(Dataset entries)
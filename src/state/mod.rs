/// State management module
///
/// This module handles all application state, including:
/// - The card catalog and its validation (catalog.rs, data.rs)
/// - Gallery contents and the shared carousel index (gallery.rs)
/// - Hover reveal and lightbox sessions (hover.rs, lightbox.rs)
/// - Per-card composition of the above (card.rs)
/// - Ambient navigation state (navigation.rs)

pub mod card;
pub mod catalog;
pub mod data;
pub mod gallery;
pub mod hover;
pub mod lightbox;
pub mod navigation;
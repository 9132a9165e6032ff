/// Shared data structures for the card catalog
///
/// These structs represent the immutable props that flow from the
/// catalog layer into each card. Raw records are deserialized first and
/// then checked, so malformed input is rejected at the boundary.

use serde::Deserialize;
use serde_json::Value;
use std::path::{Path, PathBuf};

use super::catalog::CatalogError;
use super::navigation::NavigationTarget;

/// Where an icon's artwork comes from
#[derive(Debug, Clone, PartialEq, Eq)]
pub enum IconSource {
    /// Symbolic name in `collection:name` form (e.g. "logos:react")
    Symbol(String),
    /// Path to a bitmap
    Image(PathBuf),
}

/// One entry in a card's "Made with" row
#[derive(Debug, Clone, PartialEq, Eq)]
pub struct TechIcon {
    pub label: Option<String>,
    pub source: IconSource,
}

impl TechIcon {
    /// Short text shown for the icon: the label, else the symbol's name part
    pub fn caption(&self) -> &str {
        if let Some(label) = &self.label {
            return label;
        }
        match &self.source {
            IconSource::Symbol(symbol) => symbol.rsplit(':').next().unwrap_or(symbol),
            IconSource::Image(path) => path
                .file_stem()
                .and_then(|stem| stem.to_str())
                .unwrap_or_default(),
        }
    }

    /// Parse one raw icon entry. Accepted shapes:
    /// - `"collection:name"`
    /// - `{ "name": "..", "icon": "collection:name" }`
    /// - `{ "name": "..", "image": "path" }`
    fn parse(value: &Value) -> Option<Self> {
        match value {
            Value::String(symbol) => Some(TechIcon {
                label: None,
                source: IconSource::Symbol(valid_symbol(symbol)?),
            }),
            Value::Object(map) => {
                let label = match map.get("name") {
                    Some(Value::String(name)) if !name.trim().is_empty() => Some(name.clone()),
                    None => None,
                    _ => return None,
                };
                if map.keys().any(|key| !matches!(key.as_str(), "name" | "icon" | "image")) {
                    return None;
                }

                let source = match (map.get("icon"), map.get("image")) {
                    (Some(Value::String(symbol)), None) => IconSource::Symbol(valid_symbol(symbol)?),
                    (None, Some(Value::String(path))) if !path.is_empty() => {
                        IconSource::Image(PathBuf::from(path))
                    }
                    _ => return None,
                };

                Some(TechIcon { label, source })
            }
            _ => None,
        }
    }
}

fn valid_symbol(symbol: &str) -> Option<String> {
    let (collection, name) = symbol.split_once(':')?;
    if collection.is_empty() || name.is_empty() {
        return None;
    }
    Some(symbol.to_string())
}

/// Outbound links; each is rendered only when present
#[derive(Debug, Clone, Default, PartialEq, Eq, Deserialize)]
#[serde(deny_unknown_fields)]
pub struct Links {
    pub live: Option<String>,
    pub demo: Option<String>,
    pub source: Option<String>,
}

/// Which outbound link was pressed
#[derive(Debug, Clone, Copy, PartialEq, Eq)]
pub enum LinkKind {
    Live,
    Demo,
    Source,
}

impl Links {
    pub fn get(&self, kind: LinkKind) -> Option<&str> {
        match kind {
            LinkKind::Live => self.live.as_deref(),
            LinkKind::Demo => self.demo.as_deref(),
            LinkKind::Source => self.source.as_deref(),
        }
    }

    /// Present links in display order
    pub fn present(&self) -> Vec<LinkKind> {
        [LinkKind::Live, LinkKind::Demo, LinkKind::Source]
            .into_iter()
            .filter(|kind| self.get(*kind).is_some())
            .collect()
    }
}

/// A card record as it appears in the catalog file
#[derive(Debug, Clone, Deserialize)]
#[serde(deny_unknown_fields)]
pub struct CardRecord {
    pub title: String,
    pub description: String,
    #[serde(default)]
    pub features: Vec<String>,
    #[serde(default)]
    pub tags: Vec<String>,
    #[serde(default)]
    pub icons: Vec<Value>,
    pub image: PathBuf,
    #[serde(default)]
    pub images: Vec<PathBuf>,
    #[serde(default)]
    pub links: Links,
    #[serde(default)]
    pub navigation: Option<NavigationTarget>,
}

/// Validated props for one card
#[derive(Debug, Clone, PartialEq)]
pub struct CardData {
    pub title: String,
    pub description: String,
    pub features: Vec<String>,
    pub tags: Vec<String>,
    pub icons: Vec<TechIcon>,
    /// Primary image, always present
    pub image: PathBuf,
    /// Secondary images; may be empty
    pub images: Vec<PathBuf>,
    pub links: Links,
    /// Set only on the designated card
    pub navigation: Option<NavigationTarget>,
}

impl CardData {
    /// Check a raw record and resolve its relative paths against `base`
    pub fn from_record(record: CardRecord, base: &Path) -> Result<Self, CatalogError> {
        if record.title.trim().is_empty() {
            return Err(CatalogError::InvalidCard {
                title: record.title,
                reason: "title is empty".to_string(),
            });
        }
        if record.image.as_os_str().is_empty() {
            return Err(CatalogError::InvalidCard {
                title: record.title,
                reason: "primary image is missing".to_string(),
            });
        }

        let mut icons = Vec::with_capacity(record.icons.len());
        for (position, value) in record.icons.iter().enumerate() {
            let mut icon = TechIcon::parse(value).ok_or_else(|| CatalogError::MalformedIcon {
                title: record.title.clone(),
                position,
                found: value.to_string(),
            })?;
            if let IconSource::Image(path) = &icon.source {
                icon.source = IconSource::Image(resolve(base, path));
            }
            icons.push(icon);
        }

        Ok(CardData {
            title: record.title,
            description: record.description,
            features: record.features,
            tags: record.tags,
            icons,
            image: resolve(base, &record.image),
            images: record.images.iter().map(|path| resolve(base, path)).collect(),
            links: record.links,
            navigation: record.navigation,
        })
    }
}

fn resolve(base: &Path, path: &Path) -> PathBuf {
    if path.is_absolute() {
        path.to_path_buf()
    } else {
        base.join(path)
    }
}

*Task directions*. All of the entries, from the first line to the last, should be duplicated exactly.

*Response for this exercise*.
filename src/state/mod.rs
/// State management module
///
/// This module handles all application state, including:
/// - The card catalog and its validation (catalog.rs, data.rs)
/// - Gallery contents and the shared carousel index (gallery.rs)
/// - Hover reveal and lightbox sessions (hover.rs, lightbox.rs)
/// - Per-card composition of the above (card.rs)
/// - Ambient navigation state (navigation.rs)

pub mod card;
pub mod catalog;
pub mod data;
pub mod gallery;
pub mod hover;
pub mod lightbox;
pub mod navigation;
repository 9132a9165e6032ff
/// Shared data structures for the card catalog
///
/// These structs represent the immutable props that flow from the
/// catalog layer into each card. Raw records are deserialized first and
/// then checked, so malformed input is rejected at the boundary.

use serde::Deserialize;
use serde_json::Value;
use std::path::{Path, PathBuf};

use super::catalog::CatalogError;
use super::navigation::NavigationTarget;

/// Where an icon's artwork comes from
#[derive(Debug, Clone, PartialEq, Eq)]
pub enum IconSource {
    /// Symbolic name in `collection:name` form (e.g. "logos:react")
    Symbol(String),
    /// Path to a bitmap
    Image(PathBuf),
}

/// One entry in a card's "Made with" row
#[derive(Debug, Clone, PartialEq, Eq)]
pub struct TechIcon {
    pub label: Option<String>,
    pub source: IconSource,
}

impl TechIcon {
    /// Short text shown for the icon: the label, else the symbol's name part
    pub fn caption(&self) -> &str {
        if let Some(label) = &self.label {
            return label;
        }
        match &self.source {
            IconSource::Symbol(symbol) => symbol.rsplit(':').next().unwrap_or(symbol),
            IconSource::Image(path) => path
                .file_stem()
                .and_then(|stem| stem.to_str())
                .unwrap_or_default(),
        }
    }

    /// Parse one raw icon entry. Accepted shapes:
    /// - `"collection:name"`
    /// - `{ "name": "..", "icon": "collection:name" }`
    /// - `{ "name": "..", "image": "path" }`
    fn parse(value: &Value) -> Option<Self> {
        match value {
            Value::String(symbol) => Some(TechIcon {
                label: None,
                source: IconSource::Symbol(valid_symbol(symbol)?),
            }),
            Value::Object(map) => {
                let label = match map.get("name") {
                    Some(Value::String(name)) if !name.trim().is_empty() => Some(name.clone()),
                    None => None,
                    _ => return None,
                };
                if map.keys().any(|key| !matches!(key.as_str(), "name" | "icon" | "image")) {
                    return None;
                }

                let source = match (map.get("icon"), map.get("image")) {
                    (Some(Value::String(symbol)), None) => IconSource::Symbol(valid_symbol(symbol)?),
                    (None, Some(Value::String(path))) if !path.is_empty() => {
                        IconSource::Image(PathBuf::from(path))
                    }
                    _ => return None,
                };

                Some(TechIcon { label, source })
            }
            _ => None,
        }
    }
}

fn valid_symbol(symbol: &str) -> Option<String> {
    let (collection, name) = symbol.split_once(':')?;
    if collection.is_empty() || name.is_empty() {
        return None;
    }
    Some(symbol.to_string())
}

/// Outbound links; each is rendered only when present
#[derive(Debug, Clone, Default, PartialEq, Eq, Deserialize)]
#[serde(deny_unknown_fields)]
pub struct Links {
    pub live: Option<String>,
    pub demo: Option<String>,
    pub source: Option<String>,
}

/// Which outbound link was pressed
#[derive(Debug, Clone, Copy, PartialEq, Eq)]
pub enum LinkKind {
    Live,
    Demo,
    Source,
}

impl Links {
    pub fn get(&self, kind: LinkKind) -> Option<&str> {
        match kind {
            LinkKind::Live => self.live.as_deref(),
            LinkKind::Demo => self.demo.as_deref(),
            LinkKind::Source => self.source.as_deref(),
        }
    }

    /// Present links in display order
    pub fn present(&self) -> Vec<LinkKind> {
        [LinkKind::Live, LinkKind::Demo, LinkKind::Source]
            .into_iter()
            .filter(|kind| self.get(*kind).is_some())
            .collect()
    }
}

/// A card record as it appears in the catalog file
#[derive(Debug, Clone, Deserialize)]
#[serde(deny_unknown_fields)]
pub struct CardRecord {
    pub title: String,
    pub description: String,
    #[serde(default)]
    pub features: Vec<String>,
    #[serde(default)]
    pub tags: Vec<String>,
    #[serde(default)]
    pub icons: Vec<Value>,
    pub image: PathBuf,
    #[serde(default)]
    pub images: Vec<PathBuf>,
    #[serde(default)]
    pub links: Links,
    #[serde(default)]
    pub navigation: Option<NavigationTarget>,
}

/// Validated props for one card
#[derive(Debug, Clone, PartialEq)]
pub struct CardData {
    pub title: String,
    pub description: String,
    pub features: Vec<String>,
    pub tags: Vec<String>,
    pub icons: Vec<TechIcon>,
    /// Primary image, always present
    pub image: PathBuf,
    /// Secondary images; may be empty
    pub images: Vec<PathBuf>,
    pub links: Links,
    /// Set only on the designated card
    pub navigation: Option<NavigationTarget>,
}

impl CardData {
    /// Check a raw record and resolve its relative paths against `base`
    pub fn from_record(record: CardRecord, base: &Path) -> Result<Self, CatalogError> {
        if record.title.trim().is_empty() {
            return Err(CatalogError::InvalidCard {
                title: record.title,
                reason: "title is empty".to_string(),
            });
        }
        if record.image.as_os_str().is_empty() {
            return Err(CatalogError::InvalidCard {
                title: record.title,
                reason: "primary image is missing".to_string(),
            });
        }

        let mut icons = Vec::with_capacity(record.icons.len());
        for (position, value) in record.icons.iter().enumerate() {
            let mut icon = TechIcon::parse(value).ok_or_else(|| CatalogError::MalformedIcon {
                title: record.title.clone(),
                position,
                found: value.to_string(),
            })?;
            if let IconSource::Image(path) = &icon.source {
                icon.source = IconSource::Image(resolve(base, path));
            }
            icons.push(icon);
        }

        Ok(CardData {
            title: record.title,
            description: record.description,
            features: record.features,
            tags: record.tags,
            icons,
            image: resolve(base, &record.image),
            images: record.images.iter().map(|path| resolve(base, path)).collect(),
            links: record.links,
            navigation: record.navigation,
        })
    }
}

fn resolve(base: &Path, path: &Path) -> PathBuf {
    if path.is_absolute() {
        path.to_path_buf()
    } else {
        base.join(path)
    }
}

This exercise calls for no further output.